Les pratiques et les raisons qui poussent les vignerons à utiliser les rafles sont nombreuses. Voici quatre retours d’expériences de domaines ayant mené une réflexion sur le sujet.

Certains vignerons font le choix de vinifier leurs cuvée avec tout ou partie des rafles.
© B. Compagnon
 

" Tous les terroirs ne supportent pas la même quantité de rafles "

 

 
Louis Barruol, vigneron au domaine Saint-Cosme, dans le Vaucluse
Louis Barruol, vigneron au domaine Saint-Cosme, dans le Vaucluse © Château Saint Cosme
" Nous avons toujours travaillé avec 100 % de vendange entière sur nos gigondas. Quand les égrappoirs sont apparus dans le vignoble nous avons fait pendant longtemps des expérimentations pour comparer les deux, et avons toujours eu de meilleurs résultats avec les lots non éraflés. La vendange entière donne une sensation de fraîcheur. Mais pour moi on ne peut pas parler de rafles sans regarder le contexte qu’il y a autour ; c’est une pratique qui trouve sa cohérence dans un ensemble. Je n’irai pas jusqu’à dire que c’est un levier d’action face au réchauffement climatique. Notre idée au domaine c’est qu’il faut écouter son terroir, ne pas inverser les rôles. Chez nous ça fonctionne. Je considère que la rafle fait partie, comme le raisin, comme les pépins, du terroir. Et pour savoir si ses vins se prêtent à la vendange entière il faut expérimenter, toutes choses égales par ailleurs. C’est la base. Par exemple, je sais que nos vinsobres ne supportent pas 100 % de vendange entière, sinon les tanins sont trop forts. De même j’ai une cuvée de côtes-du-rhône que j’égrappe. Je ne me focalise pas sur la « maturité » de la rafle, ça ne veut rien dire pour moi. En pratique on se rend compte que des rafles « mûres » ne sont pas toujours bonnes, et a contrario j’ai déjà fait de très bons produits sur des millésimes où les rafles étaient vertes. Quand je vinifie en vendange entière je foule légèrement pour avoir une phase liquide, car je travaille en levures indigènes. Mais il faut que ça soit doux pour ne pas triturer les rafles. Le tout part directement via une pompe à olives pour une cuvaison longue. Du côté de la vinification ça ne change pas grand-chose. Après le décuvage je réalise un pressurage très doux lui aussi, au pressoir pneumatique, en dessous de 1 bar. "

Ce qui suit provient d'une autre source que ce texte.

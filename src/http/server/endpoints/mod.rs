pub mod authorize;
pub mod callback;
pub mod data;
pub mod landing;
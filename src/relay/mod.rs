//! The relay drives the four legs of the authorization code grant. Each
//! method serves one route and returns a [`Page`] or [`Redirect`] for the
//! HTTP layer to encode.

pub mod error;
pub mod views;

use std::sync::Arc;
use std::time::Instant;

use cookie::Cookie;
use warp::http::StatusCode;

use crate::client::{self, DownstreamError, OAuthClient, Resource, ResourceClient};
use crate::core::models::{AuthorizationResponse, AuthorizeForm, TokenSession};
use crate::core::types::{CsrfSecret, Origin, StateNonce};
use crate::http::server::Server;
use crate::session::{SessionCodec, SessionError};
use crate::util::cli::{Config, Options};
use crate::util::random::FromRandom;
use crate::util::sign::SigningService;

pub use error::Error;
use views::Views;

pub const LANDING_PATH: &str = "/";
pub const DATA_PATH: &str = "/data";

/// An HTML response, with any cookies to set alongside it.
#[derive(Debug)]
pub struct Page {
    pub status: StatusCode,
    pub html: String,
    pub cookies: Vec<Cookie<'static>>,
}

impl Page {
    pub fn new(status: StatusCode, html: String) -> Self {
        Self {
            status,
            html,
            cookies: Vec::new(),
        }
    }

    pub fn ok(html: String) -> Self {
        Self::new(StatusCode::OK, html)
    }

    pub fn with_cookie(mut self, cookie: Cookie<'static>) -> Self {
        self.cookies.push(cookie);
        self
    }
}

/// A `302 Found`, with any cookies to set alongside it.
#[derive(Debug)]
pub struct Redirect {
    pub location: String,
    pub cookies: Vec<Cookie<'static>>,
}

impl Redirect {
    pub fn to(location: impl Into<String>) -> Self {
        Self {
            location: location.into(),
            cookies: Vec::new(),
        }
    }

    pub fn with_cookie(mut self, cookie: Cookie<'static>) -> Self {
        self.cookies.push(cookie);
        self
    }
}

#[derive(Debug)]
pub struct AuthRelay {
    config: Config,
    oauth: OAuthClient,
    resources: ResourceClient,
    sessions: SessionCodec,
    views: Views,
}

impl AuthRelay {
    pub fn new(config: Config) -> Result<Self, Error> {
        let http = client::http_client()?;
        let signer = SigningService::with_secret_key(&config.session_secret)?;

        Ok(Self {
            oauth: OAuthClient::new(http.clone(), &config),
            resources: ResourceClient::new(http, &config),
            sessions: SessionCodec::new(signer, config.production),
            views: Views::new()?,
            config,
        })
    }

    fn deadline(&self) -> Instant {
        Instant::now() + self.config.request_timeout
    }

    /// `GET /`: the scope form, protected by a CSRF token.
    pub fn landing(&self, csrf_cookie: Option<&str>) -> Result<Page, Error> {
        let (secret, new_cookie) = match self.sessions.csrf_secret(csrf_cookie) {
            Some(secret) => (secret, None),
            None => {
                let secret = CsrfSecret::from_random();
                let cookie = self.sessions.issue_csrf(&secret);
                (secret, Some(cookie))
            }
        };

        let token = self.sessions.csrf_token(&secret);
        let html = self.views.landing(&token, &self.config.default_scope)?;

        let page = Page::ok(html);
        Ok(match new_cookie {
            Some(cookie) => page.with_cookie(cookie),
            None => page,
        })
    }

    /// `POST /auth`: sends the user agent to the authorization endpoint
    /// with a fresh `state`.
    pub fn authorization_redirect(
        &self,
        origin: &Origin,
        csrf_cookie: Option<&str>,
        form: AuthorizeForm,
    ) -> Result<Redirect, Error> {
        self.sessions.verify_csrf(csrf_cookie, &form.csrf_token)?;

        let state = StateNonce::from_random();
        let redirect_uri = origin.redirect_uri();
        let url = self
            .oauth
            .authorization_url(&redirect_uri, &form.scope, &state);

        tracing::debug!(
            redirect_uri = %redirect_uri.0,
            scopes = form.scope.parts().count(),
            "redirecting to authorization endpoint"
        );

        Ok(Redirect::to(url.as_str()).with_cookie(self.sessions.issue_state(&state)))
    }

    /// `GET /callback`: redeems the authorization code and stores the
    /// access token in the session cookie. Every failure sends the user
    /// back to the landing page.
    pub async fn callback(
        &self,
        origin: &Origin,
        state_cookie: Option<&str>,
        response: AuthorizationResponse,
    ) -> Result<Redirect, Error> {
        if let Some(error) = &response.error {
            tracing::warn!(
                error = %error,
                description = ?response.error_description,
                "authorization server denied the request"
            );
            return Ok(Redirect::to(LANDING_PATH));
        }

        let code = match &response.code {
            Some(code) => code,
            None => {
                tracing::warn!("authorization response carried no code");
                return Ok(Redirect::to(LANDING_PATH));
            }
        };

        if let Err(e) = self
            .sessions
            .verify_state(state_cookie, response.state.as_ref())
        {
            tracing::warn!(error = %e, "rejecting authorization response");
            return Ok(Redirect::to(LANDING_PATH));
        }

        let redirect_uri = origin.redirect_uri();
        let token = match self
            .oauth
            .exchange_code(code, &redirect_uri, self.deadline())
            .await
        {
            Ok(token) => token,
            Err(e) => {
                tracing::error!(
                    error = %e,
                    status = ?e.status(),
                    timeout = e.is_timeout(),
                    "access token error"
                );
                return Ok(Redirect::to(LANDING_PATH));
            }
        };

        if token.refresh_token.is_some() {
            tracing::debug!("discarding refresh token");
        }
        tracing::info!(
            token_type = ?token.token_type,
            expires_in = ?token.expires_in,
            "obtained access token"
        );

        let session = self.sessions.issue(&TokenSession::new(token.access_token))?;
        Ok(Redirect::to(DATA_PATH)
            .with_cookie(session)
            .with_cookie(self.sessions.clear_state()))
    }

    /// `GET /data`: course access, then course info, rendered together.
    /// The second call only runs if the first succeeds.
    pub async fn data(&self, session_cookie: Option<&str>) -> Result<Page, Error> {
        let session = match self.sessions.lookup(session_cookie) {
            Ok(session) => session,
            Err(e) => return self.unauthorized(e),
        };

        let deadline = self.deadline();
        let token = &session.access_token;
        let result = async {
            let access = self
                .resources
                .fetch(Resource::CourseAccess, token, deadline)
                .await?;
            let info = self
                .resources
                .fetch(Resource::CourseInfo, token, deadline)
                .await?;
            Ok::<_, DownstreamError>((access, info))
        }
        .await;

        match result {
            Ok((access, info)) => Ok(Page::ok(self.views.data(&access, &info)?)),
            Err(e) => {
                tracing::warn!(
                    resource = e.resource.name(),
                    status = ?e.status,
                    timeout = e.timeout,
                    message = %e.message,
                    "resource request failed"
                );
                Ok(Page::new(StatusCode::BAD_GATEWAY, self.views.error(&e)?))
            }
        }
    }

    fn unauthorized(&self, error: SessionError) -> Result<Page, Error> {
        tracing::info!(error = %error, "no usable session");
        let html = self
            .views
            .unauthorized("Your session is missing or has expired.")?;
        Ok(Page::new(StatusCode::UNAUTHORIZED, html))
    }
}

async fn authrelayd(opts: Options) -> Result<(), Error> {
    let config = Config::from_options(opts)?;
    let listen = config.listen;
    let relay = Arc::new(AuthRelay::new(config)?);

    let server = Server::new(relay);
    server.serve(listen).await
}

pub async fn main(opts: Options) -> Result<(), ()> {
    authrelayd(opts).await.map_err(|e| {
        tracing::error!(error = %e, "authrelayd stopped");
    })
}
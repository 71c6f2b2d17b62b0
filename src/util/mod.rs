pub mod cli;
pub mod random;
pub mod sign;
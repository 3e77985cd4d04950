//! licenseme - Generate popular open source licenses from SPDX templates
//!
//! This library resolves a license identifier to its definition, collects
//! the fields the license needs, and renders the filled-in text. The
//! `licenseme` binary layers argument parsing, interactive prompting, and
//! file output on top.
//!
//! # Example
//!
//! ```rust
//! use licenseme::{generate, Config, Context, SystemIdentity};
//!
//! let identity = SystemIdentity::new(Config::default());
//! let mut overrides = Context::new();
//! overrides.insert("year".to_string(), "2024".to_string());
//! overrides.insert("copyright_holder".to_string(), "Ann Example".to_string());
//!
//! let text = generate("mit", &overrides, &identity).unwrap();
//! assert!(text.contains("MIT License"));
//! assert!(text.contains("2024 Ann Example"));
//! ```

pub mod config;
pub mod error;
pub mod identity;
pub mod notice;
pub mod prompt;
pub mod registry;
pub mod render;
pub mod resolve;
pub mod templates;

pub use config::{Config, ConfigError};
pub use error::LicenseError;
pub use identity::{IdentityProvider, SystemIdentity};
pub use prompt::{Answer, Prompter, TerminalPrompter};
pub use registry::{Context, LicenseSpec};

/// Resolve a license, fill its fields without prompting, and render it.
///
/// This is the batch entry point for callers that already know their
/// overrides. Fields the overrides and `identity` cannot answer fall back
/// to placeholders, so the call never blocks.
pub fn generate(
    identifier: &str,
    overrides: &Context,
    identity: &dyn IdentityProvider,
) -> Result<String, LicenseError> {
    let spec = registry::resolve(identifier)?;
    let context = resolve::collect_fields(spec, overrides, identity, None);
    render::render(spec, &context)
}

" Cette pratique aura sa place lors de millésimes plus chauds et lourds "

 

 
Boris Gruy, directeur d’expoitation au château de la Chaize, dans le Rhône
Boris Gruy, directeur d’expoitation au château de la Chaize, dans le Rhône © Château de la Chaize
" Historiquement le domaine avait tendance à égrapper à 100 %. Récemment nous avons fait des essais en vendanges entières, pour plusieurs raisons. Nous avons cherché à voir s’il était possible de diminuer le taux d’alcool de nos vins, mais aussi d’élargir la gamme avec des profils différents qui gagneraient en fruité et en fraîcheur. Et nous sommes satisfaits du résultat. En 2020, les lots avec 50 % de vendange entière nous ont paru plus digestes, plus buvables, là où les lots éraflés ont eu besoin de plus d’élevage. Il faut dire qu’avec les rafles, l’extraction est plus douce, puisque le pigeage est difficile, et plus courte, 8 à 9 jours maximum. On gagne en fruit, en mâche, mais surtout en complexité, les vins sont plus riches avec des notes mentholées, épicées. Nous ciblons les parcelles de vieilles vignes, où la maturité des rafles semble meilleure. Et si l’on observe un décalage entre la maturité des rafles et des baies, nous ne tentons pas la vendange entière. En 2021 par exemple, millésime frais, nous n’avons vinifié qu’une seule cuvée par curiosité. En cave nous faisons très attention au pressurage et au temps de macération. La grosse difficulté c’est de ne pas aller trop loin pour ne pas avoir de notes végétales : on est sur un fil. La dégustation est donc très importante pour vérifier que les tanins ne deviennent pas désagréables en bouche. Cela nous est déjà arrivé d’anticiper le décuvage car nous trouvions l’extraction trop importante. Nous n’avons jamais eu de déviation à cause du relargage de sucres mais il faut dire que nous sommes très vigilants. Et lors des analyses, on constate souvent 0,5 voire 0,7 degré d’écart en alcool. Je pense que cette pratique aura toute sa place à l’avenir, face à des millésimes qui seront de plus en plus chauds et lourds. Pour l’instant nous faisons cela plutôt sur notre milieu de gamme, mais nous souhaitons faire évoluer cette tendance et y aller aussi pour le haut de gamme, en commençant par 10/20 %. "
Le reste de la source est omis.